When Barack Obama was first elected
President, eight long years ago, it suddenly became fashionable to lionize him
as the “post-partisan president”. Members of the mainstream media tripped over
themselves to exclaim how he was transcending the two-party system and ushering
in a new era of American politics.
Of course, with the benefit of hindsight
we can see how foolish those exclamations were. Almost every action Obama has
taken, from the stimulus to Obamacare to the Iran deal and executive amnesty
has increased partisanship and division to a level not seen in decades. It is
hard to overstate how big of a deal it is that at the final vote on the
Affordable Care Act, Obama’s signature piece of domestic legislation, not a
single Republican member of Congress, out of 40 Senators and 178 members of the
House, could be convinced to vote for the bill. Even moderate and liberal
Republicans like Susan Collins, Lisa Murkowski, and Olympia Snowe ultimately
could not be persuaded to support it.
Now many commentators are saying
something similar about Donald Trump, that he has blown apart traditional
standards of partisanship with his embrace of issues as diverse as ending
illegal immigration, curtailing free trade deals, and endorsing a massive new
infrastructure bill. Personally, I think the evidence that Trump will upend
traditional notions of partisanship is much more compelling than any similar
evidence regarding Obama, although I think that he will merely redefine it more
than transcend it. But still, there is a case to be made.
But “post-partisanship” of this sort is
not, in my honest opinion, not all that it’s cracked up to be—at least as it’s
generally been defined. Lessening tensions between the two major parties is
good. Honest, friendly dialogue is good. But muddying the ideological waters is
not. For at least the past several decades, if not longer, America’s two major
parties have been essentially organized around two different interpretations of
the Constitution, and the valid role of the federal government.
If Trump follows through on many of his
campaign pledges, and ignores the natural conservative bent of many of those in
his new Cabinet, a new dynamic could emerge—a Democratic Party of expansive
government and a broad reading of the Constitution, and a Republican Party of
nationalistic government and less of a careful adherence to the Constitution.

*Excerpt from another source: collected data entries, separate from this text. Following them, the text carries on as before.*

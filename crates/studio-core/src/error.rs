//! # Error Types
//!
//! Domain-specific error types for studio-core.
//!
//! ## Error Hierarchy
//! ```text
//! ┌─────────────────────────────────────────────────────────────────────────┐
//! │                         Error Types                                     │
//! │                                                                         │
//! │  studio-core errors (this file)                                        │
//! │  ├── ValidationError   - One field failed one rule                     │
//! │  ├── ValidationErrors  - Field-keyed report for a whole input          │
//! │  └── CoreError         - Report or exhausted SKU allocation            │
//! │                                                                         │
//! │  studio-db errors (separate crate)                                     │
//! │  └── DbError           - NotFound, Conflict, Validation, storage       │
//! │                                                                         │
//! │  Flow: ValidationError → ValidationErrors → DbError → API layer        │
//! └─────────────────────────────────────────────────────────────────────────┘
//! ```

use serde::Serialize;
use thiserror::Error;

// =============================================================================
// Core Error
// =============================================================================

/// Core domain errors.
#[derive(Debug, Error)]
pub enum CoreError {
    /// Every `-N` suffix up to the cap was already taken.
    #[error("Could not allocate a unique SKU for '{base}' after {attempts} attempts")]
    AllocationExhausted { base: String, attempts: u32 },

    /// Input failed field validation.
    #[error("Validation failed: {0}")]
    Validation(#[from] ValidationErrors),
}

// =============================================================================
// Validation Error
// =============================================================================

/// A single field failing a single rule.
///
/// Every variant carries the field name so the API layer can attach the
/// message to the right form input.
#[derive(Debug, Clone, PartialEq, Eq, Error, Serialize)]
#[serde(tag = "code", rename_all = "snake_case")]
pub enum ValidationError {
    /// A required field is missing or empty.
    #[error("{field} is required")]
    Required { field: String },

    /// Field value is too long.
    #[error("{field} must be at most {max} characters")]
    TooLong { field: String, max: usize },

    /// Numeric value is out of range.
    #[error("{field} must be between {min} and {max}")]
    OutOfRange { field: String, min: i64, max: i64 },

    /// Value must be positive.
    #[error("{field} must be positive")]
    MustBePositive { field: String },

    /// Invalid format (e.g., invalid UUID, invalid email).
    #[error("{field} has invalid format: {reason}")]
    InvalidFormat { field: String, reason: String },

    /// A major-unit money string could not be converted to cents.
    #[error("{field} is not a valid money amount: {reason}")]
    InvalidMoney { field: String, reason: String },

    /// Value is not in allowed set.
    #[error("{field} must be one of: {allowed:?}")]
    NotAllowed { field: String, allowed: Vec<String> },

    /// Duplicate value (e.g., duplicate SKU or email).
    #[error("{field} '{value}' already exists")]
    Duplicate { field: String, value: String },

    /// A referenced row does not exist.
    #[error("{field} references unknown id '{id}'")]
    UnknownReference { field: String, id: String },

    /// Field cannot change after the row was created.
    #[error("{field} cannot be changed once assigned")]
    Immutable { field: String },
}

impl ValidationError {
    /// Name of the field this error belongs to.
    pub fn field(&self) -> &str {
        match self {
            ValidationError::Required { field }
            | ValidationError::TooLong { field, .. }
            | ValidationError::OutOfRange { field, .. }
            | ValidationError::MustBePositive { field }
            | ValidationError::InvalidFormat { field, .. }
            | ValidationError::InvalidMoney { field, .. }
            | ValidationError::NotAllowed { field, .. }
            | ValidationError::Duplicate { field, .. }
            | ValidationError::UnknownReference { field, .. }
            | ValidationError::Immutable { field } => field,
        }
    }

    fn field_mut(&mut self) -> &mut String {
        match self {
            ValidationError::Required { field }
            | ValidationError::TooLong { field, .. }
            | ValidationError::OutOfRange { field, .. }
            | ValidationError::MustBePositive { field }
            | ValidationError::InvalidFormat { field, .. }
            | ValidationError::InvalidMoney { field, .. }
            | ValidationError::NotAllowed { field, .. }
            | ValidationError::Duplicate { field, .. }
            | ValidationError::UnknownReference { field, .. }
            | ValidationError::Immutable { field } => field,
        }
    }
}

// =============================================================================
// Validation Report
// =============================================================================

/// Every field error found in one input, in the order they were detected.
#[derive(Debug, Clone, Default, PartialEq, Eq, Serialize)]
#[serde(transparent)]
pub struct ValidationErrors(Vec<ValidationError>);

impl ValidationErrors {
    /// Creates an empty report.
    pub fn new() -> Self {
        ValidationErrors(Vec::new())
    }

    /// Adds an error to the report.
    pub fn push(&mut self, err: ValidationError) {
        self.0.push(err);
    }

    /// Records the error of a failed check, ignoring successes.
    pub fn check(&mut self, result: Result<(), ValidationError>) {
        if let Err(err) = result {
            self.0.push(err);
        }
    }

    pub fn is_empty(&self) -> bool {
        self.0.is_empty()
    }

    pub fn len(&self) -> usize {
        self.0.len()
    }

    pub fn errors(&self) -> &[ValidationError] {
        &self.0
    }

    /// Returns the first error recorded against `field`.
    pub fn get(&self, field: &str) -> Option<&ValidationError> {
        self.0.iter().find(|e| e.field() == field)
    }

    /// Whether any error was recorded against `field`.
    pub fn has(&self, field: &str) -> bool {
        self.get(field).is_some()
    }

    /// Re-keys every error under `prefix`, e.g. `variants[1].option_label`.
    ///
    /// Used when one write carries nested rows.
    pub fn prefixed(mut self, prefix: &str) -> Self {
        for err in &mut self.0 {
            let field = err.field_mut();
            *field = format!("{prefix}.{field}");
        }
        self
    }

    /// Moves every error of `other` into this report.
    pub fn extend(&mut self, other: ValidationErrors) {
        self.0.extend(other.0);
    }

    /// `Ok(())` when nothing was recorded, otherwise the report itself.
    pub fn into_result(self) -> Result<(), ValidationErrors> {
        if self.0.is_empty() {
            Ok(())
        } else {
            Err(self)
        }
    }
}

impl From<ValidationError> for ValidationErrors {
    fn from(err: ValidationError) -> Self {
        ValidationErrors(vec![err])
    }
}

impl std::fmt::Display for ValidationErrors {
    fn fmt(&self, f: &mut std::fmt::Formatter<'_>) -> std::fmt::Result {
        let messages: Vec<String> = self.0.iter().map(ToString::to_string).collect();
        write!(f, "{}", messages.join("; "))
    }
}

impl std::error::Error for ValidationErrors {}

// =============================================================================
// Result Type Alias
// =============================================================================

/// Convenience type alias for Results with CoreError.
pub type CoreResult<T> = Result<T, CoreError>;

// =============================================================================
// Unit Tests
// =============================================================================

The limited government view would no longer have a natural home in either major
party.
It is for that reason that I’m praying
that Trump will not be a post-partisan president. Less partisan, absolutely. Putting principles before party is
laudable. But if post-partisanship means surrendering ideology in the name of
pursuing the deal of the moment or achieving a short-term goal at the expense
of Founding principles, count me out.